Фокус англоязычных исследований кросстемпоральной коммуникации сосредоточен в основном на деятельности транснациональных корпораций, которые часть своей работы отдают на аутсорс в страны второго или третьего мира, например в Индию или на Филиппины. В этих исследованиях подробно описывается, как сильно меняется жизнь местных сотрудников корпораций и как они выпадают из сетей своих социальных контактов из–за того, что график их работы выстроен по чужому времени. Но в контексте одной страны таких исследований не проводилось, поэтому многие сюжеты долго оставались неизученными. Мы решили исследовать эту тему через призму не только рабочих, но и повседневных практик. Когда мы собрали и обработали внушительное количество интервью по теме, стали выступать на исследовательских семинарах и отвечать на вопросы коллег-антропологов, перед нами сложилась картина любопытного пространственно-временного неравенства внутри России.

Жителям Дальнего Востока приходится ежедневно выполнять незаметную работу по координации с западными регионами в условиях узкого окна коммуникации

ММ: Эта проблема кажется очевидной, так как про огромную разницу между Москвой и регионами знают все. Но ее временное измерение жители западной части нашей страны как будто не замечают. Когда мы только задумывали этот проект и рассказывали о нем коллегам, то часто слышали в ответ: «Ну и что, что разница во времени? В чем, собственно, проблема?» Люди, которым не приходилось оставаться на Дальнем Востоке подолгу, не понимали специфики жизни в регионе. Своим проектом мы хотели показать, что в стране, где все важные события происходят по московскому времени, существуют люди, которые в своей повседневной жизни постоянно помнят о том, сколько времени в столице, и ежедневно соотносят с ним свое расписание.

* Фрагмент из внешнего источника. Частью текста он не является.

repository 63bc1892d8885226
/// Unified error type for connection management
#[derive(Debug, thiserror::Error)]
pub enum DatabaseError {
    /// Error reported by the MongoDB driver
    #[cfg(feature = "mongodb")]
    #[error("MongoDB error: {0}")]
    Mongo(#[from] mongodb::error::Error),

    /// The client was built but the server did not answer
    #[error("Connection failed: {0}")]
    ConnectionFailed(String),
}

/// Result type alias for database operations
pub type DatabaseResult<T> = Result<T, DatabaseError>;
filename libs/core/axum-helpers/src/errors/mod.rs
pub mod codes;
pub mod handlers;
pub mod responses;

pub use codes::ErrorCode;

use axum::{
    Json,
    extract::rejection::{JsonRejection, QueryRejection},
    http::StatusCode,
    response::{IntoResponse, Response},
};
use serde::{Deserialize, Serialize};
use thiserror::Error;
use utoipa::ToSchema;

/// Standard error response body.
///
/// ```json
/// {
///   "code": 1004,
///   "error": "NOT_FOUND",
///   "message": "Product 65f1c0ffee0000000000beef not found"
/// }
/// ```
#[derive(Debug, Serialize, Deserialize, ToSchema)]
pub struct ErrorResponse {
    /// Integer error code for logging and monitoring
    pub code: i32,
    /// Machine-readable error identifier
    pub error: String,
    /// Human-readable error message
    pub message: String,
    /// Optional structured details
    #[serde(default, skip_serializing_if = "Option::is_none")]
    pub details: Option<serde_json::Value>,
}

impl ErrorResponse {
    pub fn new(code: ErrorCode, message: impl Into<String>) -> Self {
        Self {
            code: code.code(),
            error: code.as_str().to_string(),
            message: message.into(),
            details: None,
        }
    }
}

/// Application error type that renders as an [`ErrorResponse`].
#[derive(Debug, Error)]
#[non_exhaustive]
pub enum AppError {
    #[error("JSON extraction error: {0}")]
    JsonRejection(#[from] JsonRejection),

    #[error("Query extraction error: {0}")]
    QueryRejection(#[from] QueryRejection),

    #[error("Bad Request: {0}")]
    BadRequest(String),

    #[error("Not Found: {0}")]
    NotFound(String),

    #[error("Database error: {0}")]
    Database(String),
}

impl AppError {
    pub fn status(&self) -> StatusCode {
        match self {
            AppError::JsonRejection(_) | AppError::QueryRejection(_) | AppError::BadRequest(_) => {
                StatusCode::BAD_REQUEST
            }
            AppError::NotFound(_) => StatusCode::NOT_FOUND,
            AppError::Database(_) => StatusCode::INTERNAL_SERVER_ERROR,
        }
    }

    pub fn error_code(&self) -> ErrorCode {
        match self {
            AppError::JsonRejection(_) => ErrorCode::InvalidJson,
            AppError::QueryRejection(_) => ErrorCode::InvalidQuery,
            AppError::BadRequest(_) => ErrorCode::BadRequest,
            AppError::NotFound(_) => ErrorCode::NotFound,
            AppError::Database(_) => ErrorCode::DatabaseError,
        }
    }
}

impl IntoResponse for AppError {
    fn into_response(self) -> Response {
        let status = self.status();
        let code = self.error_code();

        let message = match self {
            AppError::JsonRejection(e) => {
                tracing::warn!(error_code = code.code(), "JSON extraction error: {}", e);
                e.body_text()
            }
            AppError::QueryRejection(e) => {
                tracing::warn!(error_code = code.code(), "Query extraction error: {}", e);
                e.body_text()
            }
            AppError::BadRequest(msg) => {
                tracing::info!(error_code = code.code(), "Bad request: {}", msg);
                msg
            }
            AppError::NotFound(msg) => {
                tracing::info!(error_code = code.code(), "Not found: {}", msg);
                msg
            }
            AppError::Database(msg) => {
                // Driver text stays in the logs; clients get the generic message.
                tracing::error!(error_code = code.code(), "Database error: {}", msg);
                code.default_message().to_string()
            }
        };

        (status, Json(ErrorResponse::new(code, message))).into_response()
    }
}
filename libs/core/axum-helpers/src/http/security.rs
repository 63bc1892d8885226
use axum::{
    extract::Request,
    http::{
        HeaderValue,
        header::{self, HeaderName},
    },
    middleware::Next,
    response::Response,
};

/// Middleware that adds security headers to all responses.
///
/// - X-Content-Type-Options: nosniff
/// - X-Frame-Options: DENY
/// - Referrer-Policy: strict-origin-when-cross-origin
/// - Permissions-Policy: geolocation=(), microphone=(), camera=()
pub async fn security_headers(request: Request, next: Next) -> Response {
    let mut response = next.run(request).await;

    let headers = response.headers_mut();
    headers.insert(
        header::X_CONTENT_TYPE_OPTIONS,
        HeaderValue::from_static("nosniff"),
    );
    headers.insert(header::X_FRAME_OPTIONS, HeaderValue::from_static("DENY"));
    headers.insert(
        header::REFERRER_POLICY,
        HeaderValue::from_static("strict-origin-when-cross-origin"),
    );
    headers.insert(
        HeaderName::from_static("permissions-policy"),
        HeaderValue::from_static("geolocation=(), microphone=(), camera=()"),
    );

    response
}
//! Products Domain
//!
//! A minimal product catalog: create, full-replace update and price-range
//! listing over a document store.
//!
//! # Architecture
//!
//! ```text
//! ┌─────────────┐
//! │  Handlers   │  ← HTTP endpoints under /produtos
//! └──────┬──────┘
//!        │
//! ┌──────▼──────┐
//! │   Service   │  ← Timestamping, not-found, list cap
//! └──────┬──────┘
//!        │
//! ┌──────▼──────┐
//! │ Repository  │  ← Store port (MongoDB and in-memory implementations)
//! └──────┬──────┘
//!        │
//! ┌──────▼──────┐
//! │   Models    │  ← Product, input and stored document
//! └─────────────┘
//! ```
//!
//! # Usage
//!
//! ```rust,no_run
//! use domain_products::{handlers, MongoProductRepository, ProductService};
//! use mongodb::Client;
//!
//! # async fn example() -> Result<(), Box<dyn std::error::Error>> {
//! let client = Client::with_uri_str("mongodb://localhost:27017").await?;
//! let db = client.database("catalog");
//!
//! let repository = MongoProductRepository::new(&db);
//! repository.init_indexes().await?;
//!
//! let router = handlers::router(ProductService::new(repository));
//! # Ok(())
//! # }
//! ```

pub mod error;
pub mod filter;
pub mod handlers;
pub mod models;
pub mod mongodb;
pub mod repository;
pub mod service;

pub use error::{ProductError, ProductResult};
pub use filter::{LIST_LIMIT, PriceRange, ProductFilter};
pub use handlers::ApiDoc;
pub use models::{
    NewProduct, Product, ProductDocument, ProductInput, ProductListResponse, ProductResponse,
};
pub use mongodb::MongoProductRepository;
pub use repository::{InMemoryProductRepository, ProductRepository};
pub use service::ProductService;
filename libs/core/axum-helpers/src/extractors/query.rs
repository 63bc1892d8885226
//! Query string extractor with the standard error envelope.

use crate::errors::AppError;
use axum::{
    extract::{FromRequestParts, Query},
    http::request::Parts,
};
use serde::de::DeserializeOwned;

/// Drop-in replacement for [`axum::extract::Query`]; rejects with `400 INVALID_QUERY`.
#[derive(Debug, Clone, Copy, Default)]
pub struct AppQuery<T>(pub T);

impl<T, S> FromRequestParts<S> for AppQuery<T>
where
    T: DeserializeOwned,
    S: Send + Sync,
{
    type Rejection = AppError;

    async fn from_request_parts(parts: &mut Parts, state: &S) -> Result<Self, Self::Rejection> {
        let Query(value) = Query::<T>::from_request_parts(parts, state).await?;
        Ok(AppQuery(value))
    }
}
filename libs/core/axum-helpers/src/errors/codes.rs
//! Type-safe error codes for API responses.
//!
//! Each code has a string form for clients (e.g. `"NOT_FOUND"`), an integer
//! for logs and dashboards (e.g. `1004`) and a default message.
//!
//! ```rust
//! use axum_helpers::errors::ErrorCode;
//!
//! let code = ErrorCode::NotFound;
//! assert_eq!(code.as_str(), "NOT_FOUND");
//! assert_eq!(code.code(), 1004);
//! ```

use serde::{Deserialize, Serialize};
use utoipa::ToSchema;

/// Standardized error codes for API responses.
#[derive(Debug, Clone, Copy, PartialEq, Eq, Hash, Serialize, Deserialize, ToSchema)]
#[serde(rename_all = "SCREAMING_SNAKE_CASE")]
pub enum ErrorCode {
    // Client errors (1000-1999)
    /// Request could not be processed
    BadRequest,

    /// Requested resource was not found
    NotFound,

    /// Invalid JSON in request body
    InvalidJson,

    /// Query string could not be parsed
    InvalidQuery,

    // Database errors (2000-2999)
    /// Database connection or query error
    DatabaseError,
}

impl ErrorCode {
    /// SCREAMING_SNAKE_CASE identifier for programmatic handling.
    pub fn as_str(&self) -> &'static str {
        match self {
            Self::BadRequest => "BAD_REQUEST",
            Self::NotFound => "NOT_FOUND",
            Self::InvalidJson => "INVALID_JSON",
            Self::InvalidQuery => "INVALID_QUERY",
            Self::DatabaseError => "DATABASE_ERROR",
        }
    }

    /// Integer code used in structured logs.
    ///
    /// - 1000-1999: client errors
    /// - 2000-2999: database errors
    pub fn code(&self) -> i32 {
        match self {
            Self::BadRequest => 1000,
            Self::NotFound => 1004,
            Self::InvalidJson => 1010,
            Self::InvalidQuery => 1012,
            Self::DatabaseError => 2003,
        }
    }

    pub fn default_message(&self) -> &'static str {
        match self {
            Self::BadRequest => "Request could not be processed",
            Self::NotFound => "Resource not found",
            Self::InvalidJson => "Invalid JSON format",
            Self::InvalidQuery => "Invalid query parameters",
            Self::DatabaseError => "Database error occurred",
        }
    }
}

impl std::fmt::Display for ErrorCode {
    fn fmt(&self, f: &mut std::fmt::Formatter<'_>) -> std::fmt::Result {
        f.write_str(self.as_str())
    }
}
//! Utilities shared by every connector

pub mod error;
pub mod retry;

pub use error::{DatabaseError, DatabaseResult};
pub use retry::{RetryConfig, retry, retry_with_backoff};
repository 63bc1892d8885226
//! # Axum Helpers
//!
//! Shared plumbing for the HTTP services of this workspace.
//!
//! ## Modules
//!
//! - **[`server`]**: Router assembly with OpenAPI docs, health endpoint, graceful shutdown
//! - **[`http`]**: HTTP middleware (CORS, security headers)
//! - **[`errors`]**: Structured error responses with error codes
//! - **[`extractors`]**: JSON body and query extractors that reject with [`AppError`]
//!
//! ## Quick Start
//!
//! ```ignore
//! use axum::Router;
//! use axum_helpers::server::{create_production_app, create_router};
//! use core_config::server::ServerConfig;
//! use utoipa::OpenApi;
//!
//! #[derive(OpenApi)]
//! #[openapi(paths())]
//! struct ApiDoc;
//!
//! #[tokio::main]
//! async fn main() -> Result<(), Box<dyn std::error::Error>> {
//!     let config = ServerConfig::default();
//!     let router = create_router::<ApiDoc>(Router::new(), &config)?;
//!     create_production_app(router, &config, async {}).await?;
//!     Ok(())
//! }
//! ```

pub mod errors;
pub mod extractors;
pub mod http;
pub mod server;

pub use server::{
    HealthCheckFuture, HealthResponse, create_production_app, create_router, health_router,
    run_health_checks, serve_until, shutdown_signal,
};

pub use http::{create_cors_layer, security_headers};

pub use errors::{AppError, ErrorCode, ErrorResponse};

pub use extractors::{AppJson, AppQuery};
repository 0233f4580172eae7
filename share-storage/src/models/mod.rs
//! Data models for storage (messages, identity limits, creation throttling).
//!
//! Used by the repositories and callers of the store facade.

mod creation_slot;
mod identity_limits;
mod message_record;

pub use creation_slot::{remaining_wait_minutes, CreationSlot};
pub use identity_limits::IdentityLimits;
pub use message_record::MessageRecord;
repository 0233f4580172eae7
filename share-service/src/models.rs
//! Request and response shapes exchanged with a front end.

use serde::{Deserialize, Serialize};

/// Form data of a "save" request.
#[derive(Debug, Clone, Serialize, Deserialize)]
pub struct CreateMessageRequest {
    pub user_token: String,
    pub message_data: String,
    /// Requested time-to-live in minutes; `None` uses the identity's ceiling.
    #[serde(default)]
    pub retention: Option<u32>,
}

#[derive(Debug, Clone, PartialEq, Eq, Serialize, Deserialize)]
pub struct CreatedMessage {
    pub message_token: String,
    pub expire_timestamp: i64,
    pub share_url: String,
}

/// Result of a consume request. Missing and expired messages both map to `NotFound`.
#[derive(Debug, Clone, PartialEq, Eq, Serialize, Deserialize)]
#[serde(tag = "status", rename_all = "kebab-case")]
pub enum ConsumeResponse {
    Ok { message: String },
    NotFound,
}

impl ConsumeResponse {
    pub fn to_json(&self) -> String {
        serde_json::to_string(self).unwrap_or_else(|_| r#"{"status":"not-found"}"#.to_string())
    }
}

/// Limits shown on the public index page (those of the default identity).
#[derive(Debug, Clone, Copy, PartialEq, Eq, Serialize, Deserialize)]
#[serde(rename_all = "camelCase")]
pub struct PublicLimits {
    pub message_limit_bytes: u32,
    pub retention_limit_minutes: u32,
}
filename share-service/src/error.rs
//! Service errors. Client-side rejections are separated from failures of the store.

use share_storage::StorageError;
use thiserror::Error;

#[derive(Error, Debug)]
pub enum ServiceError {
    #[error("Invalid request: {0}")]
    InvalidRequest(String),

    #[error("User not found")]
    IdentityNotFound,

    #[error("Message creation limit reached. Wait for {remaining_minutes} minute(s) and repeat")]
    RateLimited { remaining_minutes: u32 },

    #[error("Message is too big: {size_bytes} bytes (max {max_bytes})")]
    MessageTooLarge { size_bytes: usize, max_bytes: u32 },

    #[error("Retention not allowed: {0}")]
    RetentionNotAllowed(String),

    /// Something the caller cannot fix, e.g. a generated token colliding with a stored one.
    #[error("Internal error: {0}")]
    Internal(String),

    #[error("Storage error: {0}")]
    Storage(#[from] StorageError),
}

impl ServiceError {
    /// True for rejections caused by the request itself (a front end answers 4xx).
    pub fn is_client_error(&self) -> bool {
        matches!(
            self,
            ServiceError::InvalidRequest(_)
                | ServiceError::IdentityNotFound
                | ServiceError::RateLimited { .. }
                | ServiceError::MessageTooLarge { .. }
                | ServiceError::RetentionNotAllowed(_)
        )
    }
}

АК: Во время нашего полевого исследования весной 2017 года мы сосредоточились на двух дальневосточных городах. Маша изучала Владивосток, а я — Магадан. Такая совместная работа над одной темой, но в разных местах дает исследующим большие преимущества: появляется возможность постоянно сравнивать и обсуждать результаты, а потом применять их в анализе других сюжетов, например хабаровских протестов.

На выбор городов, с одной стороны, повлияли практические соображения. Я изучала Магадан, так как пишу диссертацию про этот регион, и к началу нашего исследования у меня уже была наработана сеть контактов среди местных жителей, а также сформировано общее представление о том, как на них влияет разница во времени. С Владивостоком была другая история. В 2016 году там проходила летняя антропологическая школа, на которой мы с Машей и Марией Юшмановой придумали этот проект в качестве учебного. Институциональные связи с этой школы помогли в дальнейшем в поле. Были и более фундаментальные причины. Дело в том, что эти города очень по-разному устроены. Владивосток — крупный экономический хаб, где все время что-то происходит, у города большое количество контактов с соседними странами — Китаем, Южной Кореей, Японией. Магадан — типичный северный город, экономически сильно зависящий от дотаций из Москвы. Получилось, что мы смогли посмотреть на одни и те же проблемы в разных условиях внутри одного макрорегиона.

ММ: Интересно, что в этих городах разницу во времени с Москвой оценивают по-разному. Во Владивостоке люди этим, скорее, гордятся и воспринимают как символическое отличие, говоря, что их город как будто находится на краю земли. В случае Магадана, наоборот, судя по формулировкам и эмоциональным реакциям жителей во время интервью, разница во времени, скорее, указывает на периферийность и заброшенность города.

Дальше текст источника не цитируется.